Friday, January 09, 2009

The Dump

Pesky work has got in the way of blogging. It's also stripped my mind of coherent or original thought. It would be much easier to blog if I worked at the Wells-next-the-Sea Household Waste Recycling Centre. I have spent many happy hours there of late, discussing the finer points of what can and cannot be put in the various skips - no aluminium in the metal one, who knew? And paint, that's a real brain teaser. The staff are invariably amiable and funny - though not as funny as the guy in red overalls who put a plastic bowl on his head and shouted, 'Nanoo, nanoo!' after me. He seems to have gone. He used to decorate the place beautifully as well, using the flags, plastic flowers and soft toys that people always throw away. Great man, good eye. Now it's all streamlined and efficient and closed at times it never used to be. It was a riot just after New Year, packed with people in Barbours smashing embarrassing numbers of bottles into the weird-shaped - torso of a Dalek, basically - 'banks'. One Land Rover turned up towing a whole trailer load. How we laughed.  Recycling used to irritate me and I'm still sceptical about its environmental credentials, but, somehow, I have internalised it as a way of life with its own little consolations. There are three - the staff, the joy of virtuously smashing a big piece of metal into the right skip and the opposing joy of sneaking a bag full of recyclables into the non-recylables skip because you can't be bothered to unpack it. The Wells guys caught me at this when I was just about to swing a black sack containing paint into this skip and it burst, leaving a big, friendly dollop of mint green on the ground. I gave a Tony Blair 'Aw shucks, you got me' smirk.  It was enough. This delightful dump is on Warham Road if you ever feel like a spot of happy downtime. It's much better than Newsnight.

4 comments:

  1. So that's what passes for entertainment in Norfolk, in lieu of cinemas, leisure centres and digital radio reception.

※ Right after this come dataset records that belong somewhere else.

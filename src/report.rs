use serde::Serialize;
use tracing::info;

/// Ordered, human readable log of the steps an operation completed
#[derive(Debug, Clone, Default, PartialEq, Eq, Serialize)]
pub struct Report {
    steps: Vec<String>,
}

impl Report {
    pub fn new() -> Self {
        Self::default()
    }

    /// Record a completed step and emit it as an `info` event
    pub fn step(&mut self, message: impl Into<String>) {
        let message = message.into();
        info!("{}", message);
        self.steps.push(message);
    }

    pub fn steps(&self) -> &[String] {
        &self.steps
    }

    pub fn is_empty(&self) -> bool {
        self.steps.is_empty()
    }

    /// Append the steps of a nested operation
    pub fn extend(&mut self, other: Report) {
        self.steps.extend(other.steps);
    }
}
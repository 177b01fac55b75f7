use crate::archive::version::PackVersion;
use crate::error::{PckError, Result};
use serde::{Serialize, Serializer};
use std::io::{Read, Write};

/// Magic tag: "GDPC"
/// Opens every package header and closes every embedding footer
pub const MAGIC_NUMBER: [u8; 4] = *b"GDPC";

/// Highest pack format with a known layout (Godot 4)
pub const MAX_PACK_FORMAT: u32 = 2;

/// Number of reserved u32 fields after the version block
pub const RESERVED_FIELDS: usize = 16;

/// Per-entry MD5 digest width
pub const MD5_SIZE: usize = 16;

/// Longest path accepted while decoding a directory
pub const MAX_PATH_LENGTH: usize = 32 * 1024;

/// Default payload alignment used by the packer
pub const DEFAULT_ALIGNMENT: u64 = 8;

/// Pack flag: directory is encrypted (not supported)
pub const PACK_DIR_ENCRYPTED: u32 = 1 << 0;

/// Pack flag: file base is relative to the header start
pub const PACK_REL_FILEBASE: u32 = 1 << 1;

/// On-disk layout, one per supported pack format.
///
/// Every size and offset decision in the codec goes through this type so
/// that an unknown format fails here instead of being misread.
#[derive(Debug, Clone, Copy, PartialEq, Eq, Hash, Serialize)]
pub enum Layout {
    /// Pack format 0: unpadded paths, no flags
    Godot2,
    /// Pack format 1: paths padded to 4 bytes
    Godot3,
    /// Pack format 2: pack flags, file base and per-entry flags
    Godot4,
}

impl Layout {
    pub fn for_format(pack_format: u32) -> Result<Self> {
        match pack_format {
            0 => Ok(Self::Godot2),
            1 => Ok(Self::Godot3),
            2 => Ok(Self::Godot4),
            other => Err(PckError::UnsupportedFormat(other)),
        }
    }

    pub fn pack_format(self) -> u32 {
        match self {
            Self::Godot2 => 0,
            Self::Godot3 => 1,
            Self::Godot4 => 2,
        }
    }

    /// Header carries pack flags and a file base
    pub fn has_file_base(self) -> bool {
        matches!(self, Self::Godot4)
    }

    /// Directory entries end with a flags word
    pub fn has_entry_flags(self) -> bool {
        matches!(self, Self::Godot4)
    }

    /// Paths are NUL padded to a multiple of 4 bytes
    pub fn pads_paths(self) -> bool {
        !matches!(self, Self::Godot2)
    }

    /// Header size in bytes, magic and entry count included
    pub fn header_size(self) -> u64 {
        let extra = if self.has_file_base() { 4 + 8 } else { 0 };
        4 + 16 + extra + (RESERVED_FIELDS as u64 * 4) + 4
    }

    /// Bytes used to store a path of `len` bytes
    pub fn stored_path_len(self, len: usize) -> usize {
        if self.pads_paths() {
            len + pad_len(len as u64, 4) as usize
        } else {
            len
        }
    }

    /// Smallest possible directory entry (empty path)
    pub fn min_entry_size(self) -> u64 {
        let flags = if self.has_entry_flags() { 4 } else { 0 };
        4 + 8 + 8 + MD5_SIZE as u64 + flags
    }
}

/// Package header located at `header_start`
#[derive(Debug, Clone, PartialEq, Eq)]
pub struct PackHeader {
    pub version: PackVersion,
    pub flags: u32,
    pub file_base: u64,
    pub entry_count: u32,
}

impl PackHeader {
    pub fn new(version: PackVersion) -> Self {
        Self {
            version,
            flags: 0,
            file_base: 0,
            entry_count: 0,
        }
    }

    pub fn layout(&self) -> Result<Layout> {
        self.version.layout()
    }

    /// Write header to a writer
    pub fn write_to<W: Write>(&self, mut writer: W) -> Result<()> {
        let layout = self.layout()?;

        writer.write_all(&MAGIC_NUMBER)?;
        self.version.write_to(&mut writer)?;

        if layout.has_file_base() {
            writer.write_all(&self.flags.to_le_bytes())?;
            writer.write_all(&self.file_base.to_le_bytes())?;
        }

        // Reserved (16 x u32)
        writer.write_all(&[0u8; RESERVED_FIELDS * 4])?;

        writer.write_all(&self.entry_count.to_le_bytes())?;
        Ok(())
    }

    /// Read header from a reader positioned at the magic tag
    pub fn read_from<R: Read>(mut reader: R) -> Result<Self> {
        let magic = read_array::<4, _>(&mut reader)?;
        if magic != MAGIC_NUMBER {
            return Err(PckError::FormatInvalid(
                "bad magic at header start".to_string(),
            ));
        }

        let version = PackVersion::read_from(&mut reader)?;
        let layout = version.layout()?;

        let (flags, file_base) = if layout.has_file_base() {
            (read_u32(&mut reader)?, read_u64(&mut reader)?)
        } else {
            (0, 0)
        };

        if flags & PACK_DIR_ENCRYPTED != 0 {
            return Err(PckError::FormatInvalid(
                "encrypted package directories are not supported".to_string(),
            ));
        }

        // Skip reserved fields
        read_array::<{ RESERVED_FIELDS * 4 }, _>(&mut reader)?;

        let entry_count = read_u32(&mut reader)?;

        Ok(Self {
            version,
            flags,
            file_base,
            entry_count,
        })
    }

    /// Base that stored entry offsets are relative to, as an absolute stream offset
    pub fn payload_base(&self, header_start: u64) -> Result<u64> {
        let layout = self.layout()?;
        let base = if !layout.has_file_base() {
            Some(header_start)
        } else if self.flags & PACK_REL_FILEBASE != 0 {
            header_start.checked_add(self.file_base)
        } else {
            Some(self.file_base)
        };
        base.ok_or_else(|| PckError::FormatInvalid("file base overflows".to_string()))
    }
}

/// Directory record as stored on disk (offset relative to the payload base)
#[derive(Debug, Clone, PartialEq, Eq)]
pub struct DirEntry {
    pub path: String,
    pub offset: u64,
    pub size: u64,
    pub md5: [u8; MD5_SIZE],
    pub flags: u32,
}

impl DirEntry {
    pub fn new(path: String, offset: u64, size: u64) -> Self {
        Self {
            path,
            offset,
            size,
            md5: [0u8; MD5_SIZE],
            flags: 0,
        }
    }

    /// Bytes this record occupies in the directory
    pub fn encoded_size(&self, layout: Layout) -> u64 {
        layout.min_entry_size() + layout.stored_path_len(self.path.len()) as u64
    }

    pub fn write_to<W: Write>(&self, mut writer: W, layout: Layout) -> Result<()> {
        let path_bytes = self.path.as_bytes();
        if path_bytes.len() > MAX_PATH_LENGTH {
            return Err(PckError::InvalidArgument(format!(
                "Path too long: {} bytes (max {})",
                path_bytes.len(),
                MAX_PATH_LENGTH
            )));
        }

        let stored = layout.stored_path_len(path_bytes.len());
        writer.write_all(&(stored as u32).to_le_bytes())?;
        writer.write_all(path_bytes)?;
        writer.write_all(&vec![0u8; stored - path_bytes.len()])?;

        writer.write_all(&self.offset.to_le_bytes())?;
        writer.write_all(&self.size.to_le_bytes())?;
        writer.write_all(&self.md5)?;

        if layout.has_entry_flags() {
            writer.write_all(&self.flags.to_le_bytes())?;
        }
        Ok(())
    }

    pub fn read_from<R: Read>(mut reader: R, layout: Layout) -> Result<Self> {
        let stored = read_u32(&mut reader)? as usize;
        if stored > MAX_PATH_LENGTH {
            return Err(PckError::FormatInvalid(format!(
                "entry path length {} exceeds {}",
                stored, MAX_PATH_LENGTH
            )));
        }

        let mut path_buf = vec![0u8; stored];
        reader.read_exact(&mut path_buf).map_err(PckError::on_decode)?;

        // Padding and C-string terminators are NUL bytes
        let end = path_buf.iter().position(|&b| b == 0).unwrap_or(path_buf.len());
        path_buf.truncate(end);
        let path = String::from_utf8(path_buf)
            .map_err(|e| PckError::FormatInvalid(format!("Invalid UTF-8 in path: {}", e)))?;

        let offset = read_u64(&mut reader)?;
        let size = read_u64(&mut reader)?;
        let md5 = read_array::<MD5_SIZE, _>(&mut reader)?;
        let flags = if layout.has_entry_flags() {
            read_u32(&mut reader)?
        } else {
            0
        };

        Ok(Self {
            path,
            offset,
            size,
            md5,
            flags,
        })
    }
}

/// One archive member, with its payload offset resolved against the whole stream
#[derive(Debug, Clone, PartialEq, Eq, Serialize)]
pub struct Entry {
    pub path: String,
    pub offset: u64,
    pub size: u64,
    #[serde(serialize_with = "serialize_md5")]
    pub md5: [u8; MD5_SIZE],
    pub flags: u32,
}

impl Entry {
    /// MD5 digest as lowercase hex; all zeros means the packer did not record one
    pub fn md5_hex(&self) -> String {
        hex::encode(self.md5)
    }

    pub fn has_md5(&self) -> bool {
        self.md5 != [0u8; MD5_SIZE]
    }

    /// Last byte past the payload, if it does not overflow
    pub fn end(&self) -> Option<u64> {
        self.offset.checked_add(self.size)
    }
}

fn serialize_md5<S: Serializer>(md5: &[u8; MD5_SIZE], serializer: S) -> std::result::Result<S::Ok, S::Error> {
    serializer.serialize_str(&hex::encode(md5))
}

/// Normalize path to forward slashes (cross-platform compatibility)
pub fn normalize_path(path: &str) -> String {
    path.replace('\\', "/")
}

/// Zero bytes needed to move `pos` to the next multiple of `alignment`
pub fn pad_len(pos: u64, alignment: u64) -> u64 {
    match pos % alignment {
        0 => 0,
        rem => alignment - rem,
    }
}

// Helper functions for reading primitive types
pub(crate) fn read_array<const N: usize, R: Read>(mut reader: R) -> Result<[u8; N]> {
    let mut buf = [0u8; N];
    reader.read_exact(&mut buf).map_err(PckError::on_decode)?;
    Ok(buf)
}

pub(crate) fn read_u32<R: Read>(reader: R) -> Result<u32> {
    Ok(u32::from_le_bytes(read_array::<4, _>(reader)?))
}

pub(crate) fn read_u64<R: Read>(reader: R) -> Result<u64> {
    Ok(u64::from_le_bytes(read_array::<8, _>(reader)?))
}
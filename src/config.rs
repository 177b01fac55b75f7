//! Optional TOML configuration for the `pack` operation.
//!
//! ```toml
//! version = "1.3.4.2"
//! alignment = 16
//! prefix = "res://"
//! exclude = ["*.import"]
//! remove_backup = false
//! ```

use crate::archive::{PackOptions, PackVersion, DEFAULT_ALIGNMENT};
use crate::error::{PckError, Result};
use crate::scan::{ScanOptions, DEFAULT_PREFIX};
use serde::Deserialize;
use std::fs;
use std::path::Path;

#[derive(Debug, Clone, Default, PartialEq, Eq, Deserialize)]
#[serde(default, deny_unknown_fields)]
pub struct PackConfig {
    pub version: Option<String>,
    pub alignment: Option<u64>,
    pub prefix: Option<String>,
    pub exclude: Vec<String>,
    pub remove_backup: Option<bool>,
}

impl PackConfig {
    pub fn from_toml_str(text: &str) -> Result<Self> {
        Ok(toml::from_str(text)?)
    }

    pub fn load(path: &Path) -> Result<Self> {
        let text = fs::read_to_string(path).map_err(|e| PckError::on_open(path, e))?;
        toml::from_str(&text).map_err(|e| PckError::Config(format!("{}: {}", path.display(), e)))
    }

    /// Pack options from this config; a version is required
    pub fn pack_options(&self) -> Result<PackOptions> {
        let version = self
            .version
            .as_deref()
            .ok_or_else(|| PckError::InvalidArgument("no pack version configured".to_string()))?;

        Ok(PackOptions::new(PackVersion::parse(version)?)
            .with_alignment(self.alignment.unwrap_or(DEFAULT_ALIGNMENT))
            .with_remove_backup(self.remove_backup.unwrap_or(false)))
    }

    pub fn scan_options(&self) -> ScanOptions {
        ScanOptions {
            prefix: self
                .prefix
                .clone()
                .unwrap_or_else(|| DEFAULT_PREFIX.to_string()),
            exclude: self.exclude.clone(),
        }
    }
}

#[cfg(test)]
mod tests {
    use super::*;

    #[test]
    fn test_full_config() {
        let config = PackConfig::from_toml_str(
            r#"
            version = "1.3.4.2"
            alignment = 16
            prefix = "res://mods/"
            exclude = ["*.import", "*.tmp"]
            remove_backup = true
            "#,
        )
        .unwrap();

        let options = config.pack_options().unwrap();
        assert_eq!(options.version, PackVersion::new(1, 3, 4, 2));
        assert_eq!(options.alignment, 16);
        assert!(options.remove_backup);

        let scan = config.scan_options();
        assert_eq!(scan.prefix, "res://mods/");
        assert_eq!(scan.exclude.len(), 2);
    }

    #[test]
    fn test_defaults() {
        let config = PackConfig::from_toml_str(r#"version = "2.4.2""#).unwrap();
        let options = config.pack_options().unwrap();
        assert_eq!(options.alignment, DEFAULT_ALIGNMENT);
        assert!(!options.remove_backup);
        assert_eq!(config.scan_options().prefix, "res://");
    }

    #[test]
    fn test_invalid_configs() {
        assert!(matches!(
            PackConfig::from_toml_str("colour = 1"),
            Err(PckError::Config(_))
        ));
        assert!(matches!(
            PackConfig::default().pack_options(),
            Err(PckError::InvalidArgument(_))
        ));
        assert!(matches!(
            PackConfig::from_toml_str(r#"version = "1234""#)
                .unwrap()
                .pack_options(),
            Err(PckError::VersionInvalid(_))
        ));
    }
}
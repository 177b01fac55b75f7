//! Executable transforms: rip, merge, split and in-place version changes.
//!
//! Every operation that rewrites a user's file goes through a [`Backup`]
//! and puts it back when the rewrite fails. A failed restore surfaces as
//! [`crate::PckError::RestoreFailed`].

pub mod backup;
mod change_version;
mod merge;
mod rip;
mod split;

pub use backup::Backup;
pub use change_version::change_version;
pub use merge::merge;
pub use rip::rip;
pub use split::split;

use crate::archive::has_package;
use crate::archive::reader::ArchiveReader;
use crate::error::{PckError, Result};
use std::path::Path;

/// Open `exe`, failing with `NotEmbedded` unless a package is appended to it
pub(crate) fn open_embedded(exe: &Path) -> Result<ArchiveReader> {
    if !has_package(exe)? {
        return Err(PckError::NotEmbedded(exe.display().to_string()));
    }
    let reader = ArchiveReader::open(exe)?;
    if !reader.is_embedded() {
        return Err(PckError::NotEmbedded(exe.display().to_string()));
    }
    Ok(reader)
}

    Probably a bit of a hike from Bristol, but I'll bear it in mind for future family days out. If I see you, or indeed any other broadsheet journalists, creeping Stig-like over the dust mounds I'll be sure to wave, and so will my wife.

    ReplyDelete
  2. Sounds much more fun than my local "dump it" site now called something in another managerial PC language.

    They even have lane/traffic control at ours, I have to fill in a questionnaire when I take the pickup as I could be "trade waste" masquerading as "public" you never know?

    Someone arrived at the back of the traffic jam for the "recycling centre" and was in a rush, got out and threw their rubbish at the gates, the manager came running out of his shed/office with a video camera and started chasing the car down the street.

    there is defiantly a sitcom waiting to be written here.

    ReplyDelete
  3. I saw on the news last night that most of our crap goes to China. What comes around goes around...

    ReplyDelete
  4. Ah the delights of the twenty first centuries equivalent of the water cooler. I suspect more liaisons are formed whilst hurling placky bags into the "receiving aperture" as the local brand new dumps hole in the wall is called in pure councilese, woe betide anyone caught chucking the wrong colour bottles into the wrong bin, into the stocks with them. Fortunate you are Bryan to have a happy team of dump operatives, our lot are a bunch of surly yokels. Turning up with a car load of empties can cause raised eyebrows, simply mutter "it's the wife".